Brief |
The lines from the top of the data down to the line with "is two people." should be repeated exactly, both ends included.

Stored data entries:
--------------------------------

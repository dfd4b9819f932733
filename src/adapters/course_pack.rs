// src/adapters/course_pack.rs

//! Course Pack output: normalized teacher and program tables plus a tree of
//! department entities holding the courses.
//!
//! Ids are content hashes, so the same input always produces the same pack.

use std::collections::{BTreeMap, HashMap};

use serde::Serialize;
use serde_json::{Map, Value, json};
use sha2::{Digest, Sha256};

use crate::adapters::Adapter;
use crate::error::Result;
use crate::models::CourseDetail;

const SCHEMA: &str = "https://esm.sh/course-pack/schema.json";

/// Keys lifted out of a course record; everything else lands in `extra`.
const COURSE_FIELDS: [&str; 8] = [
    "name",
    "description",
    "code",
    "year",
    "term",
    "credit",
    "teachers",
    "programs",
];

pub struct CoursePackAdapter {
    university: String,
}

impl CoursePackAdapter {
    pub const ID: &'static str = "course-pack";

    pub fn new(university: impl Into<String>) -> Self {
        Self {
            university: university.into(),
        }
    }
}

impl Default for CoursePackAdapter {
    fn default() -> Self {
        Self::new("國立臺灣師範大學")
    }
}

#[derive(Debug, Serialize)]
struct Named {
    id: String,
    name: String,
}

/// Entity tree node; children refer to other nodes by index.
struct Entity {
    name: String,
    courses: Vec<Value>,
    children: Vec<usize>,
}

impl Entity {
    fn new(name: &str) -> Self {
        Self {
            name: name.to_string(),
            courses: Vec::new(),
            children: Vec::new(),
        }
    }
}

impl Adapter for CoursePackAdapter {
    fn id(&self) -> &'static str {
        Self::ID
    }

    fn process(&self, mut courses: Vec<CourseDetail>) -> Result<Value> {
        log::info!("Adapting {} courses to Course Pack", courses.len());

        // Teachers are per department: the same name in two departments is two people.
        let mut teacher_ids: BTreeMap<(String, String), String> = BTreeMap::new();
        let mut program_ids: BTreeMap<String, String> = BTreeMap::new();
        for course in &courses {
            let department = &course.meta.department;
            for teacher in &course.meta.teachers {
                teacher_ids
                    .entry((department.clone(), teacher.clone()))
                    .or_insert_with(|| hashed_id(&["teacher", department.as_str(), teacher.as_str()]));
            }
            for program in &course.meta.programs {
                program_ids
                    .entry(program.clone())
                    .or_insert_with(|| hashed_id(&["program", program.as_str()]));
            }
        }

        let mut teachers: Vec<Named> = teacher_ids
            .iter()
            .map(|((_, name), id)| Named {
                id: id.clone(),
                name: name.clone(),
            })
            .collect();
        teachers.sort_by(|a, b| a.name.cmp(&b.name).then_with(|| a.id.cmp(&b.id)));

        let programs: Vec<Named> = program_ids
            .iter()
            .map(|(name, id)| Named {
                id: id.clone(),
                name: name.clone(),
            })
            .collect();

        // Short codes first so parents exist before their children.
        courses.sort_by_key(|c| c.meta.department.len());

        let mut entities = vec![Entity::new(&self.university)];
        let mut by_department: HashMap<String, usize> = HashMap::new();

        for course in courses {
            let department = course.meta.department.clone();
            let index = match by_department.get(&department) {
                Some(&index) => index,
                None => {
                    let parent = if department.chars().count() <= 2 {
                        0
                    } else {
                        department
                            .chars()
                            .next()
                            .and_then(|first| by_department.get(&first.to_string()).copied())
                            .unwrap_or(0)
                    };
                    entities.push(Entity::new(&department));
                    let index = entities.len() - 1;
                    entities[parent].children.push(index);
                    by_department.insert(department.clone(), index);
                    index
                }
            };

            let packed = pack_course(course, &teacher_ids, &program_ids)?;
            entities[index].courses.push(packed);
        }

        Ok(json!({
            "$schema": SCHEMA,
            "teachers": teachers,
            "programs": programs,
            "entities": [render(&entities, 0)],
        }))
    }
}

fn pack_course(
    course: CourseDetail,
    teacher_ids: &BTreeMap<(String, String), String>,
    program_ids: &BTreeMap<String, String>,
) -> Result<Value> {
    let department = course.meta.department.clone();
    let teachers: Vec<&String> = course
        .meta
        .teachers
        .iter()
        .filter_map(|t| teacher_ids.get(&(department.clone(), t.clone())))
        .collect();
    let programs: Vec<&String> = course
        .meta
        .programs
        .iter()
        .filter_map(|p| program_ids.get(p))
        .collect();

    let id = hashed_id(&[
        "course",
        course.meta.year.to_string().as_str(),
        course.meta.term.to_string().as_str(),
        course.meta.serial.to_string().as_str(),
    ]);

    let mut packed = Map::new();
    packed.insert("id".into(), Value::String(id));
    packed.insert("name".into(), json!(course.meta.name));
    packed.insert("description".into(), json!(course.description));
    packed.insert("code".into(), json!(course.meta.code));
    packed.insert("year".into(), json!(course.meta.year));
    packed.insert("term".into(), json!(course.meta.term));
    packed.insert("credit".into(), json!(course.meta.credit));
    packed.insert("teachers".into(), json!(teachers));
    packed.insert("programs".into(), json!(programs));
    packed.insert("prerequisites".into(), json!([]));

    let mut extra = Map::new();
    if let Value::Object(fields) = serde_json::to_value(&course)? {
        for (key, value) in fields {
            if !COURSE_FIELDS.contains(&key.as_str()) {
                extra.insert(key, value);
            }
        }
    }
    packed.insert("extra".into(), Value::Object(extra));

    Ok(Value::Object(packed))
}

fn render(entities: &[Entity], index: usize) -> Value {
    let entity = &entities[index];
    json!({
        "name": entity.name,
        "courses": entity.courses,
        "children": entity
            .children
            .iter()
            .map(|&child| render(entities, child))
            .collect::<Vec<_>>(),
    })
}

fn hashed_id(parts: &[&str]) -> String {
    let mut hasher = Sha256::new();
    for part in parts {
        hasher.update(part.as_bytes());
        hasher.update([0u8]);
    }
    hex::encode(&hasher.finalize()[..12])
}

#[cfg(test)]
mod tests {
    use super::*;
    use crate::models::fixtures;

    fn course(department: &str, serial: u32, teachers: &[&str], programs: &[&str]) -> CourseDetail {
        let mut meta = fixtures::meta(department, &format!("{department}{serial}"), serial);
        meta.teachers = teachers.iter().map(|t| t.to_string()).collect();
        meta.programs = programs.iter().map(|p| p.to_string()).collect();
        fixtures::detail(&meta)
    }

    #[test]
    fn test_tables_are_deduplicated() {
        let pack = CoursePackAdapter::default()
            .process(vec![
                course("CS", 1, &["Lin", "Wang"], &["AI"]),
                course("CS", 2, &["Lin"], &["AI", "Data"]),
                course("MA", 3, &["Lin"], &[]),
            ])
            .unwrap();

        // Lin in CS and Lin in MA are distinct teachers.
        assert_eq!(pack["teachers"].as_array().unwrap().len(), 3);
        assert_eq!(pack["programs"].as_array().unwrap().len(), 2);
        assert_eq!(pack["$schema"], SCHEMA);
    }

    #[test]
    fn test_department_tree() {
        let pack = CoursePackAdapter::new("U")
            .process(vec![
                course("E", 1, &[], &[]),
                course("EU", 2, &[], &[]),
                course("EUA", 3, &[], &[]),
                course("XYZ", 4, &[], &[]),
            ])
            .unwrap();

        let root = &pack["entities"][0];
        assert_eq!(root["name"], "U");

        let names: Vec<&str> = root["children"]
            .as_array()
            .unwrap()
            .iter()
            .map(|c| c["name"].as_str().unwrap())
            .collect();
        assert_eq!(names, vec!["E", "EU", "XYZ"]);

        let e = &root["children"][0];
        assert_eq!(e["children"][0]["name"], "EUA");
        assert_eq!(e["courses"].as_array().unwrap().len(), 1);
    }

    #[test]
    fn test_course_fields_and_extra() {
        let pack = CoursePackAdapter::default()
            .process(vec![course("CS", 7, &["Lin"], &["AI"])])
            .unwrap();

        let packed = &pack["entities"][0]["children"][0]["courses"][0];
        assert_eq!(packed["year"], 110);
        assert_eq!(packed["teachers"][0], pack["teachers"][0]["id"]);
        assert_eq!(packed["programs"][0], pack["programs"][0]["id"]);
        assert_eq!(packed["extra"]["serial"], 7);
        assert_eq!(packed["extra"]["hours"], 3);
        assert!(packed["extra"].get("name").is_none());
    }

    #[test]
    fn test_ids_are_stable() {
        let a = CoursePackAdapter::default()
            .process(vec![course("CS", 1, &["Lin"], &[])])
            .unwrap();
        let b = CoursePackAdapter::default()
            .process(vec![course("CS", 1, &["Lin"], &[])])
            .unwrap();
        assert_eq!(a, b);
    }
}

--------------------------------

Solved exercise |
repository dfd4b9819f932733
filename src/adapters/course_pack.rs
// src/adapters/course_pack.rs

//! Course Pack output: normalized teacher and program tables plus a tree of
//! department entities holding the courses.
//!
//! Ids are content hashes, so the same input always produces the same pack.

use std::collections::{BTreeMap, HashMap};

use serde::Serialize;
use serde_json::{Map, Value, json};
use sha2::{Digest, Sha256};

use crate::adapters::Adapter;
use crate::error::Result;
use crate::models::CourseDetail;

const SCHEMA: &str = "https://esm.sh/course-pack/schema.json";

/// Keys lifted out of a course record; everything else lands in `extra`.
const COURSE_FIELDS: [&str; 8] = [
    "name",
    "description",
    "code",
    "year",
    "term",
    "credit",
    "teachers",
    "programs",
];

pub struct CoursePackAdapter {
    university: String,
}

impl CoursePackAdapter {
    pub const ID: &'static str = "course-pack";

    pub fn new(university: impl Into<String>) -> Self {
        Self {
            university: university.into(),
        }
    }
}

impl Default for CoursePackAdapter {
    fn default() -> Self {
        Self::new("國立臺灣師範大學")
    }
}

#[derive(Debug, Serialize)]
struct Named {
    id: String,
    name: String,
}

/// Entity tree node; children refer to other nodes by index.
struct Entity {
    name: String,
    courses: Vec<Value>,
    children: Vec<usize>,
}

impl Entity {
    fn new(name: &str) -> Self {
        Self {
            name: name.to_string(),
            courses: Vec::new(),
            children: Vec::new(),
        }
    }
}

impl Adapter for CoursePackAdapter {
    fn id(&self) -> &'static str {
        Self::ID
    }

    fn process(&self, mut courses: Vec<CourseDetail>) -> Result<Value> {
        log::info!("Adapting {} courses to Course Pack", courses.len());

        // Teachers are per department: the same name in two departments is two people.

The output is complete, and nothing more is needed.